Jesus overturned the tables, scattered the coins, and drove out the merchants with a whip of cords. "It is written," He said, quoting Isaiah 56:7 and Jeremiah 7:11, "'My house will be called a house of prayer,' but you are making it 'a den of robbers'" (Matthew 21:13).
This was not a loss of temper. This was prophetic action. Jesus was declaring that the temple system — which was supposed to connect people to God — had been corrupted into a mechanism for exploitation. The very institution designed to welcome the outsider had become a barrier against them.
Scripture Reading
"Jesus entered the temple courts and drove out all who were buying and selling there. He overturned the tables of the money changers and the benches of those selling doves. 'It is written,' he said to them, 'My house will be called a house of prayer, but you are making it a den of robbers.'" (Matthew 21:12-13)
Prayer for Holy Monday
Lord Jesus, you walked into a place of worship and found a marketplace. You walked into a house of prayer and found a den of exploitation. And you did not look away. You did not compromise. You acted.
Search my heart today, Lord. What tables need overturning in my life? Where have I allowed the sacred to be commercialized? Where have I turned my faith into a transaction — doing good for reward, praying for results, serving for recognition?
Overturn what needs overturning. Drive out what does not belong. Cleanse the temple of my heart so that it becomes again what you always intended: a house of prayer. A place where you dwell. A space where the outsider is welcomed, not exploited.
Give me your holy anger against injustice, and your tender compassion for those who are harmed by it.
Amen.
Reflection Question
What "tables" might Jesus want to overturn in my life — what practices, priorities, or habits have corrupted something that was meant to be sacred?
Holy Tuesday (March 31): Teaching in the Temple
The Story
On Tuesday, Jesus returned to the temple and taught with extraordinary authority. The religious leaders — desperate to trap Him — sent delegations with trick questions designed to discredit Him.

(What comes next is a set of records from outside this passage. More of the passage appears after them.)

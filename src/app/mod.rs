// ==========================================
// 房源导入系统 - 应用层
// ==========================================
// 职责: 组装运行所需的共享资源
// ==========================================

pub mod state;

// 重导出
pub use state::{get_default_db_path, AppState, DB_PATH_ENV};
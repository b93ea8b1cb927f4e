// ==========================================
// 房源导入系统 - 数据仓储层
// ==========================================
// 红线: Repository 不含业务逻辑
// 约束: 所有查询使用参数化
// ==========================================

pub mod error;
pub mod listing_import_repo;
pub mod listing_import_repo_impl;

// 重导出核心仓储
pub use error::{RepositoryError, RepositoryResult};
pub use listing_import_repo::ListingImportRepository;
pub use listing_import_repo_impl::ListingImportRepositoryImpl;
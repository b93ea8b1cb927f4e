// ==========================================
// 测试辅助函数
// ==========================================
// 职责: 临时数据库初始化、CSV 夹具生成
// ==========================================

#![allow(dead_code)]

use listing_import::db::{ensure_schema, open_sqlite_connection};
use rusqlite::Connection;
use std::error::Error;
use std::io::Write;
use tempfile::NamedTempFile;

/// CSV 表头（导入时丢弃）
pub const CSV_HEADER: &str = "street;postalCode;city;coldRent;warmRent;area;rooms";

/// 创建临时测试数据库并初始化 schema
///
/// # 返回
/// - NamedTempFile: 临时数据库文件（需要保持存活）
/// - String: 数据库文件路径
pub fn create_test_db() -> Result<(NamedTempFile, String), Box<dyn Error>> {
    let temp_file = NamedTempFile::new()?;
    let db_path = temp_file.path().to_string_lossy().to_string();

    let conn = open_sqlite_connection(&db_path)?;
    ensure_schema(&conn)?;

    Ok((temp_file, db_path))
}

/// 打开测试数据库连接
pub fn open_test_connection(db_path: &str) -> Result<Connection, Box<dyn Error>> {
    Ok(open_sqlite_connection(db_path)?)
}

/// 写入 CSV 夹具（自动加表头）
pub fn write_csv(rows: &[&str]) -> Result<NamedTempFile, Box<dyn Error>> {
    let mut temp_file = NamedTempFile::new()?;
    writeln!(temp_file, "{}", CSV_HEADER)?;
    for row in rows {
        writeln!(temp_file, "{}", row)?;
    }
    temp_file.flush()?;
    Ok(temp_file)
}

/// 写入原始内容（不加表头）
pub fn write_raw(content: &str) -> Result<NamedTempFile, Box<dyn Error>> {
    write_bytes(content.as_bytes())
}

/// 写入原始字节（可含非 UTF-8 内容）
pub fn write_bytes(content: &[u8]) -> Result<NamedTempFile, Box<dyn Error>> {
    let mut temp_file = NamedTempFile::new()?;
    temp_file.write_all(content)?;
    temp_file.flush()?;
    Ok(temp_file)
}
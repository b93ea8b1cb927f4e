// ==========================================
// 房源导入系统 - 领域模型层
// ==========================================
// 职责: 定义领域实体与值对象
// 红线: 不含数据访问逻辑,不含导入流程逻辑
// ==========================================

pub mod address;
pub mod listing;

// 重导出核心类型
pub use address::{AddressCandidate, CorrectedAddress};
pub use listing::{
    AcceptedRow, DedupKey, ImportBatch, ImportReport, Listing, RawRow, RejectedRow,
};
// ==========================================
// 房源导入系统 - 地址领域模型
// ==========================================
// 职责: 街道目录返回的候选地址 / 纠正后的地址
// 说明: 仅在地址解析期间存在，不落库
// ==========================================

use serde::{Deserialize, Serialize};

/// 街道目录返回的单条候选
///
/// 对齐: OpenPLZ `/de/Streets` 响应对象（多余字段忽略）
#[derive(Debug, Clone, PartialEq, Eq, Serialize, Deserialize)]
#[serde(rename_all = "camelCase")]
pub struct AddressCandidate {
    pub name: String,
    pub locality: String,
    pub postal_code: String,
}

/// 纠正后的地址（Listing 构造前使用）
#[derive(Debug, Clone, PartialEq, Eq, Serialize, Deserialize)]
pub struct CorrectedAddress {
    pub street: String,
    pub city: String,
    pub postal_code: String,
}

impl CorrectedAddress {
    /// 以候选地址 + 原始门牌号部分重建地址
    pub fn from_candidate(candidate: &AddressCandidate, house_number_part: &str) -> Self {
        Self {
            street: format!("{}{}", candidate.name, house_number_part),
            city: candidate.locality.clone(),
            postal_code: candidate.postal_code.clone(),
        }
    }
}
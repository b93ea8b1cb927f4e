// ==========================================
// 日志系统初始化
// ==========================================
// 使用 tracing 和 tracing-subscriber
// 支持环境变量配置日志级别
// ==========================================

use tracing_subscriber::{fmt, EnvFilter};

/// 初始化日志系统
///
/// 日志写入 stderr，stdout 仅输出导入报告。
///
/// # 环境变量
/// - RUST_LOG: 日志级别过滤器（默认: info）
///   例如: RUST_LOG=debug 或 RUST_LOG=listing_import=trace
///
/// # 示例
/// ```no_run
/// use listing_import::logging;
/// logging::init();
/// ```
pub fn init() {
    let filter = EnvFilter::try_from_default_env().unwrap_or_else(|_| EnvFilter::new("info"));

    fmt()
        .with_env_filter(filter)
        .with_writer(std::io::stderr)
        .with_target(true)
        .with_line_number(true)
        .init();
}

/// 初始化测试环境的日志系统
///
/// 可重复调用
pub fn init_test() {
    let _ = fmt()
        .with_env_filter(EnvFilter::new("debug"))
        .with_test_writer()
        .try_init();
}
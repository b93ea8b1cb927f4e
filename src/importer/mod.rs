// ==========================================
// 房源导入系统 - 导入层
// ==========================================
// 职责: CSV 房源导入，地址纠正，去重，落库
// ==========================================

// 模块声明
pub mod address_resolver;
pub mod conflict_handler;
pub mod data_cleaner;
pub mod error;
pub mod file_parser;
pub mod listing_importer_impl;
pub mod listing_importer_trait;
pub mod row_validator;
pub mod street_directory;

// 重导出核心类型
pub use address_resolver::{AddressResolver, LookupTier, StreetSearch};
pub use conflict_handler::DedupIndex;
pub use data_cleaner::DataCleaner as DataCleanerImpl;
pub use error::{AddressError, ImportError, ImportResult};
pub use file_parser::CsvParser;
pub use listing_importer_impl::ListingImporterImpl;
pub use row_validator::{RowValidator, RowVerdict};
pub use street_directory::{OpenPlzDirectory, StreetQuery, OPEN_PLZ_STREETS_URL};

// 重导出 Trait 接口
pub use listing_importer_trait::{
    AddressDirectory, DataCleaner, FileParser, IntegerParseError, ListingImporter,
};
// ==========================================
// 房源导入系统 - 导入配置快照
// ==========================================
// 一次导入运行使用的配置值（运行开始时读取一次）
// ==========================================

use crate::config::import_config_trait::ImportConfigReader;
use crate::importer::error::ImportResult;
use crate::importer::file_parser::DEFAULT_DELIMITER;
use crate::importer::street_directory::OPEN_PLZ_STREETS_URL;

/// 默认 User-Agent
pub const DEFAULT_USER_AGENT: &str = concat!("listing-import/", env!("CARGO_PKG_VERSION"));

#[derive(Debug, Clone, PartialEq, Eq)]
pub struct ImportConfig {
    pub address_directory_url: String,
    pub csv_delimiter: u8,
    pub http_timeout_secs: Option<u64>,
    pub user_agent: String,
}

impl Default for ImportConfig {
    fn default() -> Self {
        Self {
            address_directory_url: OPEN_PLZ_STREETS_URL.to_string(),
            csv_delimiter: DEFAULT_DELIMITER,
            http_timeout_secs: None,
            user_agent: DEFAULT_USER_AGENT.to_string(),
        }
    }
}

impl ImportConfig {
    /// 从配置读取器加载
    pub async fn load<C>(reader: &C) -> ImportResult<Self>
    where
        C: ImportConfigReader + ?Sized,
    {
        Ok(Self {
            address_directory_url: reader.get_address_directory_url().await?,
            csv_delimiter: reader.get_csv_delimiter().await?,
            http_timeout_secs: reader.get_http_timeout_secs().await?,
            user_agent: reader.get_user_agent().await?,
        })
    }
}
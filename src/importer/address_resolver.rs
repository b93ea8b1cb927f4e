// ==========================================
// 房源导入系统 - 地址解析器
// ==========================================
// 职责: 以外部街道目录纠正街道/城市/邮编
// 规则（3 级查询，按序执行，首个有结果的级别生效）:
//   1. 街道 + 邮编 + 城市(^city$)
//   2. 街道 + 邮编（去掉城市）
//   3. 街道 + 城市(^city$)（去掉邮编）
// 结果: 0 条 → 下一级（第 3 级后为 NotFound）
//       1 条 → 纠正成功
//       多条 → 立即返回该级别的歧义错误，不再降级
// ==========================================

use crate::domain::{AddressCandidate, CorrectedAddress};
use crate::importer::error::AddressError;
use crate::importer::listing_importer_trait::AddressDirectory;
use crate::importer::street_directory::StreetQuery;
use regex::Regex;
use std::sync::OnceLock;
use tracing::debug;

/// 街道名缩写目标
const STREET_ABBREVIATION: &str = "str";

fn street_suffix_pattern() -> &'static Regex {
    static PATTERN: OnceLock<Regex> = OnceLock::new();
    PATTERN.get_or_init(|| Regex::new(r"(?i)stra(ß|ss)e").expect("static street suffix regex"))
}

// ==========================================
// LookupTier - 查询级别
// ==========================================
#[derive(Debug, Clone, Copy, PartialEq, Eq)]
pub enum LookupTier {
    Exact,
    WithoutCity,
    WithoutPostalCode,
}

impl LookupTier {
    pub const ALL: [LookupTier; 3] = [
        LookupTier::Exact,
        LookupTier::WithoutCity,
        LookupTier::WithoutPostalCode,
    ];

    /// 构造本级别的目录查询
    pub fn query(&self, search: &StreetSearch, city: &str, postal_code: &str) -> StreetQuery {
        let locality = format!("^{}$", city);
        match self {
            LookupTier::Exact => StreetQuery {
                name: search.pattern.clone(),
                postal_code: Some(postal_code.to_string()),
                locality: Some(locality),
            },
            LookupTier::WithoutCity => StreetQuery {
                name: search.pattern.clone(),
                postal_code: Some(postal_code.to_string()),
                locality: None,
            },
            LookupTier::WithoutPostalCode => StreetQuery {
                name: search.pattern.clone(),
                postal_code: None,
                locality: Some(locality),
            },
        }
    }

    /// 本级别多条结果时的错误
    pub fn ambiguity_error(&self) -> AddressError {
        match self {
            LookupTier::Exact => AddressError::AmbiguousExact,
            LookupTier::WithoutCity => AddressError::AmbiguousCityMismatch,
            LookupTier::WithoutPostalCode => AddressError::AmbiguousPostalMismatch,
        }
    }
}

// ==========================================
// StreetSearch - 街道预处理结果
// ==========================================
#[derive(Debug, Clone, PartialEq, Eq)]
pub struct StreetSearch {
    pub pattern: String,           // 目录查询用 name 参数
    pub house_number_part: String, // 最后一个空格起的剩余部分（含空格）
}

impl StreetSearch {
    /// 在最后一个空格处拆分街道名与门牌号，并构造查询模式
    ///
    /// - 含 "straße"/"strasse"（不区分大小写）→ 替换为 "str"，前缀匹配
    /// - 否则 → `^name$` 精确匹配
    pub fn from_street(street: &str) -> Self {
        let (name, house_number_part) = match street.rfind(' ') {
            Some(pos) if pos > 0 => street.split_at(pos),
            _ => (street, ""),
        };

        let pattern = if street_suffix_pattern().is_match(name) {
            format!(
                "^{}",
                street_suffix_pattern().replace_all(name, STREET_ABBREVIATION)
            )
        } else {
            format!("^{}$", name)
        };

        Self {
            pattern,
            house_number_part: house_number_part.to_string(),
        }
    }
}

// ==========================================
// AddressResolver
// ==========================================
pub struct AddressResolver<D>
where
    D: AddressDirectory,
{
    directory: D,
}

impl<D> AddressResolver<D>
where
    D: AddressDirectory,
{
    pub fn new(directory: D) -> Self {
        Self { directory }
    }

    pub fn directory(&self) -> &D {
        &self.directory
    }

    /// 解析并纠正地址
    ///
    /// # 参数
    /// - street / city / postal_code: 已 TRIM，邮编已标准化为 5 位
    ///
    /// # 返回
    /// - Ok(CorrectedAddress): 目录中唯一匹配
    /// - Err(AddressError): 无匹配 / 歧义 / 网络失败
    pub async fn resolve(
        &self,
        street: &str,
        city: &str,
        postal_code: &str,
    ) -> Result<CorrectedAddress, AddressError> {
        let search = StreetSearch::from_street(street);

        for tier in LookupTier::ALL {
            let query = tier.query(&search, city, postal_code);
            let candidates = self.directory.find_streets(&query).await?;

            match candidates.as_slice() {
                [] => {
                    debug!(tier = ?tier, pattern = %search.pattern, "无匹配，降级查询");
                    continue;
                }
                [candidate] => {
                    debug!(tier = ?tier, name = %candidate.name, "地址纠正成功");
                    return Ok(Self::correct(candidate, &search));
                }
                _ => {
                    debug!(tier = ?tier, count = candidates.len(), "地址歧义");
                    return Err(tier.ambiguity_error());
                }
            }
        }

        Err(AddressError::NotFound)
    }

    fn correct(candidate: &AddressCandidate, search: &StreetSearch) -> CorrectedAddress {
        CorrectedAddress::from_candidate(candidate, &search.house_number_part)
    }
}
// ==========================================
// 房源导入系统 - 配置层
// ==========================================
// 职责: 系统配置管理，缺省值兜底
// 存储: config_kv 表
// ==========================================

pub mod config_manager;
pub mod import_config;
pub mod import_config_trait;

// 重导出核心配置管理器
pub use config_manager::{config_keys, ConfigManager};
pub use import_config::ImportConfig;
pub use import_config_trait::ImportConfigReader;
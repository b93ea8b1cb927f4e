// ==========================================
// 房源导入系统 - 行校验器
// ==========================================
// 职责: 单行字段级/跨字段校验 + 地址纠正 + Listing 构造
// 规则: 所有检查独立执行，错误全部收集后再拒绝（非 fail-fast）
// 顺序: 街道 → 邮编 → 城市 → 地址 → 冷租 → 暖租 → 面积 → 房间数
// ==========================================

use crate::domain::{Listing, RawRow, RejectedRow};
use crate::importer::address_resolver::AddressResolver;
use crate::importer::listing_importer_trait::{AddressDirectory, DataCleaner, IntegerParseError};
use tracing::debug;

// CSV 列位置
const COL_STREET: usize = 0;
const COL_POSTAL_CODE: usize = 1;
const COL_CITY: usize = 2;
const COL_COLD_RENT: usize = 3;
const COL_WARM_RENT: usize = 4;
const COL_AREA: usize = 5;
const COL_ROOMS: usize = 6;

/// 单行校验结果
#[derive(Debug, Clone, PartialEq)]
pub enum RowVerdict {
    /// 空行 / 单列行，静默跳过（不计入错误）
    Skipped,
    /// 校验失败
    Rejected(RejectedRow),
    /// 校验通过（地址已纠正）
    Valid(Listing),
}

pub struct RowValidator<'a, D>
where
    D: AddressDirectory,
{
    data_cleaner: &'a dyn DataCleaner,
    resolver: &'a AddressResolver<D>,
}

impl<'a, D> RowValidator<'a, D>
where
    D: AddressDirectory,
{
    pub fn new(data_cleaner: &'a dyn DataCleaner, resolver: &'a AddressResolver<D>) -> Self {
        Self {
            data_cleaner,
            resolver,
        }
    }

    /// 校验一行
    pub async fn validate(&self, row: &RawRow) -> RowVerdict {
        if row.cell_count() <= 1 {
            debug!(row_number = row.line_number, "空行，跳过");
            return RowVerdict::Skipped;
        }

        let cleaner = self.data_cleaner;
        let mut errors = Vec::new();

        let mut street = cleaner.clean_text(row.cell(COL_STREET));
        let mut city = cleaner.clean_text(row.cell(COL_CITY));

        // ===== 地址字段 =====
        if street.is_empty() {
            errors.push("Street is empty".to_string());
        }

        let postal_code = cleaner.normalize_postal_code(row.cell(COL_POSTAL_CODE));
        if postal_code.is_none() {
            errors.push(format!(
                "Invalid postal code: '{}'",
                row.cell(COL_POSTAL_CODE)
            ));
        }

        if city.is_empty() {
            errors.push("City is empty".to_string());
        }

        // ===== 地址纠正（仅当三者各自合法时）=====
        let mut postal_code = postal_code.unwrap_or_default();
        if !street.is_empty() && !city.is_empty() && !postal_code.is_empty() {
            match self.resolver.resolve(&street, &city, &postal_code).await {
                Ok(corrected) => {
                    street = corrected.street;
                    city = corrected.city;
                    postal_code = corrected.postal_code;
                }
                Err(e) => errors.push(e.to_string()),
            }
        }

        // ===== 数值字段 =====
        let cold_rent =
            self.check_positive_decimal(row, COL_COLD_RENT, "cold rent", "Cold rent", &mut errors);
        let warm_rent =
            self.check_positive_decimal(row, COL_WARM_RENT, "warm rent", "Warm rent", &mut errors);
        let area = self.check_positive_decimal(row, COL_AREA, "area", "Area", &mut errors);

        let rooms_raw = row.cell(COL_ROOMS);
        let rooms = match cleaner.parse_integer(rooms_raw) {
            Err(IntegerParseError::NotAnInteger) => {
                errors.push(format!("Invalid rooms: '{}'", rooms_raw));
                None
            }
            Err(IntegerParseError::OutOfRange) => {
                errors.push(format!("Rooms out of range: '{}'", rooms_raw));
                None
            }
            Ok(0) => {
                errors.push("Rooms must be positive: 0".to_string());
                None
            }
            Ok(n) => Some(n),
        };

        match (errors.is_empty(), cold_rent, warm_rent, area, rooms) {
            (true, Some(cold_rent), Some(warm_rent), Some(area), Some(rooms)) => RowVerdict::Valid(
                Listing::new(street, postal_code, city, cold_rent, warm_rent, area, rooms),
            ),
            _ => RowVerdict::Rejected(RejectedRow {
                row_number: row.line_number,
                errors,
                raw_data: row.joined(),
            }),
        }
    }

    /// 解析并校验正小数；非法与非正数为不同错误信息
    fn check_positive_decimal(
        &self,
        row: &RawRow,
        column: usize,
        label: &str,
        label_capitalized: &str,
        errors: &mut Vec<String>,
    ) -> Option<f64> {
        let raw = row.cell(column);
        match self.data_cleaner.parse_decimal(raw) {
            None => {
                errors.push(format!("Invalid {}: '{}'", label, raw));
                None
            }
            Some(value) if value <= 0.0 => {
                errors.push(format!("{} must be positive: {}", label_capitalized, value));
                None
            }
            Some(value) => Some(value),
        }
    }
}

"Is it right to pay the imperial tax to Caesar?" they asked (Matthew 22:17), hoping He would either endorse Roman authority (losing the crowd) or reject it (inviting arrest for sedition). Jesus asked for a coin. "Whose image is this?" He asked. "Caesar's," they replied. "Then give back to Caesar what is Caesar's, and to God what is God's" (Matthew 22:21).
Another group asked about the greatest commandment. Jesus answered with stunning simplicity: "Love the Lord your God with all your heart and with all your soul and with all your mind. This is the first and greatest commandment. And the second is like it: Love your neighbor as yourself. All the Law and the Prophets hang on these two commandments" (Matthew 22:37-40).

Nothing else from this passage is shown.